**Saved entries**
'''

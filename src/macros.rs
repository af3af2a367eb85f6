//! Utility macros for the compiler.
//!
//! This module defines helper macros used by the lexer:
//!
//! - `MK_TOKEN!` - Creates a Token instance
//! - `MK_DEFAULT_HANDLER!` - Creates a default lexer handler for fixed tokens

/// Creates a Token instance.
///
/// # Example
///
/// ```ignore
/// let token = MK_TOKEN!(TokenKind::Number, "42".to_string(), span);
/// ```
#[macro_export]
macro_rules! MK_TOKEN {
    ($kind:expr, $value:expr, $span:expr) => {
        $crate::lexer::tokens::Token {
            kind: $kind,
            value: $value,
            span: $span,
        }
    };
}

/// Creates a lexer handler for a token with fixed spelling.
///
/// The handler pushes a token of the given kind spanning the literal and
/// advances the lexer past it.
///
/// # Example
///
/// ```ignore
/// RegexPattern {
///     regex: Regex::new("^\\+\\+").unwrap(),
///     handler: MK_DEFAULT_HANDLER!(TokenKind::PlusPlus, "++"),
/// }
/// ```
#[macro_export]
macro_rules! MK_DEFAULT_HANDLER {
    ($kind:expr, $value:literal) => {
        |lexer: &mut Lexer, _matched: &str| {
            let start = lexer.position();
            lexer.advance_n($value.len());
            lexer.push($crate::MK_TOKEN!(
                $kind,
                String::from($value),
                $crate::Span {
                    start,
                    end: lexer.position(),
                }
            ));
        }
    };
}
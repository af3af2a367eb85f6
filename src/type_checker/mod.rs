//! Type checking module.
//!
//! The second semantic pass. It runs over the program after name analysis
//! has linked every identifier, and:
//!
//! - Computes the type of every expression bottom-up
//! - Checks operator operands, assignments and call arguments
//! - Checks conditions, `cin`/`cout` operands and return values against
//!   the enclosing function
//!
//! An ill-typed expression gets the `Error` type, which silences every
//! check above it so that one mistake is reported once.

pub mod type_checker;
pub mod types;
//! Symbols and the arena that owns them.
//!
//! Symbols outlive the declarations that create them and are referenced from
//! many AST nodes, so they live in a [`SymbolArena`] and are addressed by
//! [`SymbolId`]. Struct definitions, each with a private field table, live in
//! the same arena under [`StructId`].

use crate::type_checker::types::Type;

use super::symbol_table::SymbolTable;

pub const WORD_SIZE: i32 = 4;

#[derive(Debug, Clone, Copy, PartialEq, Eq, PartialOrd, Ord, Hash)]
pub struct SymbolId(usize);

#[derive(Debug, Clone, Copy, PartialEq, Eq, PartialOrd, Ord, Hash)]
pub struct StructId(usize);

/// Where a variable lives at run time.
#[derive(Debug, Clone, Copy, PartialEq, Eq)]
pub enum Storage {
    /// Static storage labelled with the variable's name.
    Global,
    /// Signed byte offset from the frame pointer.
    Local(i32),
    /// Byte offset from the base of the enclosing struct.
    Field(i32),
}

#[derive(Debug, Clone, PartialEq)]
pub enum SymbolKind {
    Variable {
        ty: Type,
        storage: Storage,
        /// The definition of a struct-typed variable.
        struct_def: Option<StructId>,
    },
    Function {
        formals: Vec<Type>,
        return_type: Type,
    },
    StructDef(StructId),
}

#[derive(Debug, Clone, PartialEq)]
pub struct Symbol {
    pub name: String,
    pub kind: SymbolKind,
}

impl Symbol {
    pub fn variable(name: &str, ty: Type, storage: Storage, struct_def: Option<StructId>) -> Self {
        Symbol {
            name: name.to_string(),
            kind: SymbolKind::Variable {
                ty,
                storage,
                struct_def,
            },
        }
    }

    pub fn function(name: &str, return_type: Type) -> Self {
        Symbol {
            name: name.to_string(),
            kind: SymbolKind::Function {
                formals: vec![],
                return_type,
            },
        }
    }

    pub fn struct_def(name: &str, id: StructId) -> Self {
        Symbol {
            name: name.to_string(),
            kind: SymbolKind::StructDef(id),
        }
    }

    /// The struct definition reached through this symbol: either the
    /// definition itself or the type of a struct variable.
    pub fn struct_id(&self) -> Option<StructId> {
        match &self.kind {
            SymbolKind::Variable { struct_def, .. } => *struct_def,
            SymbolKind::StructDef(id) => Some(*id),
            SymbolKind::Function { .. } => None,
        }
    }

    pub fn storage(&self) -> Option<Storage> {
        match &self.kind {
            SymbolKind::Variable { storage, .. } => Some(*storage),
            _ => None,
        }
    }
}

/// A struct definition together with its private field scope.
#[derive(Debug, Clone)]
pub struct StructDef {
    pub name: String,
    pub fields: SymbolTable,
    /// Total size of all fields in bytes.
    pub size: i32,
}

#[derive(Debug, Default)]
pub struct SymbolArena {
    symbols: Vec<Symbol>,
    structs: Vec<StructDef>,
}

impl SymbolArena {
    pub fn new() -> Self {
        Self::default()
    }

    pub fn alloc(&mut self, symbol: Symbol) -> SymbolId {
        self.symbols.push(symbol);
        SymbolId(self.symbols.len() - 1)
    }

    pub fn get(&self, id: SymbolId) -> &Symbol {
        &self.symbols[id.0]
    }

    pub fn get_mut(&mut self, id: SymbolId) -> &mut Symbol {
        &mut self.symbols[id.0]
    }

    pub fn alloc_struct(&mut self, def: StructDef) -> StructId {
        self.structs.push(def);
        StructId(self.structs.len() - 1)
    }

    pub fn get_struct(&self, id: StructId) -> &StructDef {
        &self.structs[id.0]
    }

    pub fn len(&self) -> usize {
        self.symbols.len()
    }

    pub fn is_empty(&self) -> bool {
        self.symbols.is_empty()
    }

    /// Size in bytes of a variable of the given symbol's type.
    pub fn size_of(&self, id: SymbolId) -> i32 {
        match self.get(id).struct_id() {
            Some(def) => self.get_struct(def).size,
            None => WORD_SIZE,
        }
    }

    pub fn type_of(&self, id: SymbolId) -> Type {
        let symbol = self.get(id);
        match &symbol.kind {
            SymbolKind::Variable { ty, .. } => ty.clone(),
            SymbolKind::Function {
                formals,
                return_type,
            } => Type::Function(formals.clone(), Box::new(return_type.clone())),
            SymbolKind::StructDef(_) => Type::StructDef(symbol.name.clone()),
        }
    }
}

'''

Look through the records and gather every line containing "offset".

**Reply to the exercise**
    /// Signed byte offset from the frame pointer.
    /// Byte offset from the base of the enclosing struct.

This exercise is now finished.